4. Sound. You’ve got the eyes thoroughly immersed, why not take it to the next level with some fun sound effects? It’s amazing how much this adds to the experience, but even more amazing how many builds have no sound at all. Just about every build can benefit immensely from adding just a few simple sound effects. We added exterior effects, with birds, wind, leaves rustling – then when you enter, you hear some jazz playing on a turntable. This could definitely be improved to include even more sounds, but sometimes even just a little attention to sound goes a long way.
5. Short and Sweet. I personally enjoy Oculus Rift experiences for only a few minutes at a time, and most people I demo to or build for report the same experience. Rift experiences are best enjoyed in small doses. This is particularly true in these early days of development, as most people are experiencing it for the very first time. It definitely isn’t wise to expect someone to spend more than a minute or two inside of the Rift during their very first try. For most of the builds we’re developing, almost every single person will be a first-time user. Keeping the experience short and sweet is essential.
6. Rich, photo-sourced textures. This is one area the Tuscany demo does extremely well. The textures are very realistic and believable, and many of them are photo-sourced. Up on the balcony is one area in particular where the textures make all the difference. If you use uniform materials and tiled textures throughout your scene, the build will look flat. This is something I know we need to work on with our own builds.
7. Never, ever,ever, under any circumstance should you ever adjust the scale of the OVRCharacterController. It breaks the whole thing and makes the IPD get all goofy. This is probably obvious to everyone else, but we learned this the hard way, and it took a long time to figure out what was wrong.
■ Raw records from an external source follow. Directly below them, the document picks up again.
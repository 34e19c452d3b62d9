//! HTTP/JSON client for the external optimization service.
//!
//! # Reconnect policy
//! Every unreachable-service failure doubles the wait before the next
//! attempt (from `backoff_base_ms` up to `backoff_max_ms`), with random
//! jitter over the upper half of the delay. While the wait runs, `solve`
//! fails fast with [`SolverError::Unavailable`] so the orchestrator falls
//! back without paying a connect timeout on every pass.

use std::sync::{Mutex, PoisonError};
use std::time::Duration;

use async_trait::async_trait;
use rand::Rng;
use tokio::time::Instant;
use tracing::{debug, warn};

use super::wire::{self, WireRequest, WireResponse};
use super::ScheduleSolver;
use crate::config::SolverConfig;
use crate::error::SolverError;
use crate::models::{OptimizationRequest, OptimizationResponse};

/// Bounded exponential backoff with jitter.
#[derive(Debug, Clone)]
pub struct Backoff {
    base: Duration,
    max: Duration,
    failures: u32,
    retry_at: Option<Instant>,
}

impl Backoff {
    pub fn new(base: Duration, max: Duration) -> Self {
        Self {
            base,
            max: max.max(base),
            failures: 0,
            retry_at: None,
        }
    }

    /// Consecutive failures since the last success.
    pub fn failures(&self) -> u32 {
        self.failures
    }

    /// Delay ceiling for the next failure, before jitter.
    pub fn next_delay(&self) -> Duration {
        let factor = 1u32.checked_shl(self.failures.min(31)).unwrap_or(u32::MAX);
        self.base.saturating_mul(factor).min(self.max)
    }

    /// Records a failure at `now`; returns the wait before the next attempt.
    pub fn record_failure(&mut self, now: Instant) -> Duration {
        let ceiling = self.next_delay();
        let half = ceiling / 2;
        let jitter_ms = rand::rng().random_range(0..=half.as_millis() as u64);
        let delay = half + Duration::from_millis(jitter_ms);

        self.failures = self.failures.saturating_add(1);
        self.retry_at = Some(now + delay);
        delay
    }

    pub fn record_success(&mut self) {
        self.failures = 0;
        self.retry_at = None;
    }

    /// Time left before another attempt is allowed.
    pub fn remaining(&self, now: Instant) -> Option<Duration> {
        self.retry_at
            .filter(|at| *at > now)
            .map(|at| at.duration_since(now))
    }
}

/// Remote solver over HTTP/JSON.
#[derive(Debug)]
pub struct RemoteSolver {
    client: reqwest::Client,
    endpoint: String,
    backoff: Mutex<Backoff>,
}

impl RemoteSolver {
    /// Creates a client for `endpoint` (base URL).
    pub fn new(endpoint: impl Into<String>, config: &SolverConfig) -> Result<Self, SolverError> {
        let client = reqwest::Client::builder()
            .build()
            .map_err(|e| SolverError::Transport(e.to_string()))?;
        Ok(Self {
            client,
            endpoint: endpoint.into(),
            backoff: Mutex::new(Backoff::new(
                Duration::from_millis(config.backoff_base_ms),
                Duration::from_millis(config.backoff_max_ms),
            )),
        })
    }

    /// Client for the configured endpoint, if one is set.
    pub fn from_config(config: &SolverConfig) -> Result<Option<Self>, SolverError> {
        config
            .endpoint
            .as_deref()
            .map(|endpoint| Self::new(endpoint, config))
            .transpose()
    }

    pub fn endpoint(&self) -> &str {
        &self.endpoint
    }

    fn url(&self) -> String {
        format!("{}/optimize", self.endpoint.trim_end_matches('/'))
    }

    fn backoff(&self) -> std::sync::MutexGuard<'_, Backoff> {
        self.backoff.lock().unwrap_or_else(PoisonError::into_inner)
    }

    async fn send(&self, body: &WireRequest) -> Result<WireResponse, SolverError> {
        let response = self
            .client
            .post(self.url())
            .json(body)
            .send()
            .await
            .map_err(|e| {
                if e.is_connect() {
                    SolverError::Unavailable(e.to_string())
                } else {
                    SolverError::Transport(e.to_string())
                }
            })?;

        let status = response.status();
        if status.is_server_error() {
            return Err(SolverError::Unavailable(format!("service returned {status}")));
        }
        if !status.is_success() {
            return Err(SolverError::Protocol(format!("service returned {status}")));
        }
        response
            .json::<WireResponse>()
            .await
            .map_err(|e| SolverError::Protocol(e.to_string()))
    }
}

#[async_trait]
impl ScheduleSolver for RemoteSolver {
    fn name(&self) -> &'static str {
        "remote"
    }

    async fn solve(&self, request: &OptimizationRequest) -> Result<OptimizationResponse, SolverError> {
        let waiting = self.backoff().remaining(Instant::now());
        if let Some(wait) = waiting {
            return Err(SolverError::Unavailable(format!(
                "reconnecting in {} ms",
                wait.as_millis()
            )));
        }

        let body = wire::encode_request(request)?;
        debug!(
            request_id = %request.request_id,
            section = %request.section_id,
            trains = body.trains.len(),
            "sending optimization request"
        );

        match self.send(&body).await {
            Ok(response) => {
                self.backoff().record_success();
                wire::decode_response(response, request)
            }
            Err(e @ (SolverError::Unavailable(_) | SolverError::Transport(_))) => {
                let mut backoff = self.backoff();
                let delay = backoff.record_failure(Instant::now());
                warn!(
                    endpoint = %self.endpoint,
                    failures = backoff.failures(),
                    retry_in_ms = delay.as_millis() as u64,
                    error = %e,
                    "solver unreachable, backing off"
                );
                Err(e)
            }
            Err(e) => Err(e),
        }
    }
}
8. Look Up. Another area the Tuscany Demo knocks out of the park is paying attention to what you see when you look up (love those timber rafters!). People love to look all around inside the Rift, and they should, whenever possible, be able to enjoy the added immersion of seeing something unique or well designed that contributes to the overall sense of immersion. If you look up and all you see is a big plain white ceiling, or even just an ordinary sky, you’re missing an opportunity to add this little extra charm.
9. Tighten up the colliders. It’s important to have colliders prevent you from walking through countertops or furniture, but it’s also extremely irritating to try walking through a scene and constantly bumping into everything. We’ve found that you can make primitive colliders about 50% of the floor area of the obstructing object, and still get the sense that it’s “there” when you bump into it a bit – yet it doesn’t obstruct at an unnecessarily large distance.
10. Navigation. If your project is big, you might want to create a few different applications, each with a different starting point. That way, someone can open directly into the area of the building they wish to explore without having to walk around the entire design, up stairs, etc. We developed the Quick Link Dashboard for this reason, to enable visitors to jump from room to room without having to navigate through every corridor and stair (and end up getting motion sick in the process – especially if they’ve never tried on a Rift before).
11. Go schematic. I think there’s an unhealthy obsession with creating only perfectly polished virtual experiences of the final design to share with clients. I think the missed opportunity is to use the Rift as a design tool, and not be afraid to drop that really scrappy Sketchup model into the Rift and give it a whirl. If you have a few extra minutes to spend, bake in some shadows and ambient occlusion just to bring it to life a little, but keep it really simple and schematic. Go back to the drawing board, make some design improvements based on the Rift experience, and drop in an updated model to walk through. I wouldn’t necessarily let the client see these sketch models, unless they’re savvy and understanding of your preliminary design process, but it can definitely be used as a powerful in-house architectural design tool, not just as a final presentation tool. By the time the design is that polished, you’ve missed out on the biggest opportunity the Rift has to offer in architecture as an integral part of the design process.